(Beginning of Input records)

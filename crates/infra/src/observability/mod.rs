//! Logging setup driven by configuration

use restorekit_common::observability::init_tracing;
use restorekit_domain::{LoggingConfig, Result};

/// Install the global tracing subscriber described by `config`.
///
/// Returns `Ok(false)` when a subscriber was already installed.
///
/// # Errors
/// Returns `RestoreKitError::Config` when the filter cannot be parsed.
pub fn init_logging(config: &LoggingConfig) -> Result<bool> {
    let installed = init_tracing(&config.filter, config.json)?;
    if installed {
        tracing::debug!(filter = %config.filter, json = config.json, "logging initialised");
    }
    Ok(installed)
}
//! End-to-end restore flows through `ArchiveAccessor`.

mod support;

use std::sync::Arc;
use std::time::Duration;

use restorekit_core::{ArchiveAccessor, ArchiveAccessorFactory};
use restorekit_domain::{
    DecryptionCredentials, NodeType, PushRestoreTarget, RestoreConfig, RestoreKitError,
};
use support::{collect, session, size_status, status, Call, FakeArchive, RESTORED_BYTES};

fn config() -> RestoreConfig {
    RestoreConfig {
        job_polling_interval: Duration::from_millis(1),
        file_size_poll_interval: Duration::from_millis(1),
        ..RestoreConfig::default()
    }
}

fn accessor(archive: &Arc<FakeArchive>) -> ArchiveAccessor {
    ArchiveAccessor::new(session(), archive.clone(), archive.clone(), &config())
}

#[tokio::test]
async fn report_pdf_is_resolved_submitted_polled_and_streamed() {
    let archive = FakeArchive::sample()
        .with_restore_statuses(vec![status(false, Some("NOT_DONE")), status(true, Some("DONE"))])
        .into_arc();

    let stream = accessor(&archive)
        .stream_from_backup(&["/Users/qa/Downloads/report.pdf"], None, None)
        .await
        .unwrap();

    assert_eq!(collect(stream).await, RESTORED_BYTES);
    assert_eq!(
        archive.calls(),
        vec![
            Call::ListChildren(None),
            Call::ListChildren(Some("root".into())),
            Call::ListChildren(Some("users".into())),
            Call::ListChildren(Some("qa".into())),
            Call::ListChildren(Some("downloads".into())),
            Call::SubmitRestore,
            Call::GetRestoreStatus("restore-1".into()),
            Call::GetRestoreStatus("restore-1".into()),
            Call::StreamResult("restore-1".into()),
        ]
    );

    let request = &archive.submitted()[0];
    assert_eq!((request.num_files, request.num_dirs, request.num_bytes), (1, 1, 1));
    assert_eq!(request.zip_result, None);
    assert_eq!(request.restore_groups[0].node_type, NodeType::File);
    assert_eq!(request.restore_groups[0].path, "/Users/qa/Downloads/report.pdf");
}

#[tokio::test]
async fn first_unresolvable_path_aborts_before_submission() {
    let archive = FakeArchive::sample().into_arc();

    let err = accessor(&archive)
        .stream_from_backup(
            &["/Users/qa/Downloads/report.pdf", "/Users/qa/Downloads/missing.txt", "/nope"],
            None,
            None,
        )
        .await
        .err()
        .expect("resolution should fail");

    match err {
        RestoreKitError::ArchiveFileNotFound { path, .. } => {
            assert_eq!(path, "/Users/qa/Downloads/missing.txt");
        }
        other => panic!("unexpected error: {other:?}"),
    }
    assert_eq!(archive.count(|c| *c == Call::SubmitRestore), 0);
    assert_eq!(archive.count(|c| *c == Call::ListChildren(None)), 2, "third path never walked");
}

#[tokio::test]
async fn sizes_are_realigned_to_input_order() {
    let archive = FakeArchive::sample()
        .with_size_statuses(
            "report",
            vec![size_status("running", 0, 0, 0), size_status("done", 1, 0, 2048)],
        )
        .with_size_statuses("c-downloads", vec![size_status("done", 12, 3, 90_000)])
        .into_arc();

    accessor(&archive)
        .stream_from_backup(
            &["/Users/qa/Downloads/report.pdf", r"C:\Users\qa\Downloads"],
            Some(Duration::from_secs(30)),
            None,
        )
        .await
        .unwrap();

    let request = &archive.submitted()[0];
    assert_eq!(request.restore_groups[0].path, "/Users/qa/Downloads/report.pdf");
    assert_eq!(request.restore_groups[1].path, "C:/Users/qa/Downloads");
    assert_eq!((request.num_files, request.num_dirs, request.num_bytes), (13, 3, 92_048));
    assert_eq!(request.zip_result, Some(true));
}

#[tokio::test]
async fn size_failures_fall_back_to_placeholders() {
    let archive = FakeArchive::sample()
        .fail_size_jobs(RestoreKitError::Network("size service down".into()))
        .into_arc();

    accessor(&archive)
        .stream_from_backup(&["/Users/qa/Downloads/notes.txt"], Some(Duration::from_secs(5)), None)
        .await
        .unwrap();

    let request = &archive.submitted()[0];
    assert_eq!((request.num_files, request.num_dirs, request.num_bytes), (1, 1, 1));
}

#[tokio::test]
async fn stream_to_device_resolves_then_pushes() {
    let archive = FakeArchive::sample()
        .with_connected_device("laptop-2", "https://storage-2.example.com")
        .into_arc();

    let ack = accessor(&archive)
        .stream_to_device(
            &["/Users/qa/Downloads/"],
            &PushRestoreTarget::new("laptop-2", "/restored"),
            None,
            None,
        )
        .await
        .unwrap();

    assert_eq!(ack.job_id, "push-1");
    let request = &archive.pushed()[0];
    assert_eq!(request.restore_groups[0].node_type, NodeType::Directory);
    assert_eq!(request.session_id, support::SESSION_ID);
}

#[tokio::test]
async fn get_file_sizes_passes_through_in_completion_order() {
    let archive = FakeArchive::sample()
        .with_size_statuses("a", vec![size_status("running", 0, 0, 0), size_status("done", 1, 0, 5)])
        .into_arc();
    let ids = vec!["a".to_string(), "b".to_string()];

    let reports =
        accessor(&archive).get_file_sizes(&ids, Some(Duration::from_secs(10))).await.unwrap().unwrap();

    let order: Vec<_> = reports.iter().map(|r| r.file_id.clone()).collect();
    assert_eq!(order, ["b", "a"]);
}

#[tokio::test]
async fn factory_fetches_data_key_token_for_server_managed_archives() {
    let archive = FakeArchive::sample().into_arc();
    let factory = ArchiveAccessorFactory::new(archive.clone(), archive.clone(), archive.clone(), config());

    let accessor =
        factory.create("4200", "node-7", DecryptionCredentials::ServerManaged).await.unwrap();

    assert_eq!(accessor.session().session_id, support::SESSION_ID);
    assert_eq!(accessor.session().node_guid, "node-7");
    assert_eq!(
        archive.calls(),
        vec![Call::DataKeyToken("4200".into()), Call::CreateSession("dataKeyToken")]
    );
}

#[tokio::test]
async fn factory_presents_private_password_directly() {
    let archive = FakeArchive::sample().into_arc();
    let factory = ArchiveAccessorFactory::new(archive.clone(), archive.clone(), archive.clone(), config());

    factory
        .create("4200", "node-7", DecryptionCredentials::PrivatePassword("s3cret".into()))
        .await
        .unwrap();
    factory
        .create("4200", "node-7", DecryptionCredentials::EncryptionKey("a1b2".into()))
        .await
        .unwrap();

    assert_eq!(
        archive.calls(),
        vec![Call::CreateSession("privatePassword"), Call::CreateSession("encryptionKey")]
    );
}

(End of Input records)

- What you will do
Filter the lines above, keeping and copying those that contain "PushRestoreTarget".

- Expected output
    DecryptionCredentials, NodeType, PushRestoreTarget, RestoreConfig, RestoreKitError,
            &PushRestoreTarget::new("laptop-2", "/restored"),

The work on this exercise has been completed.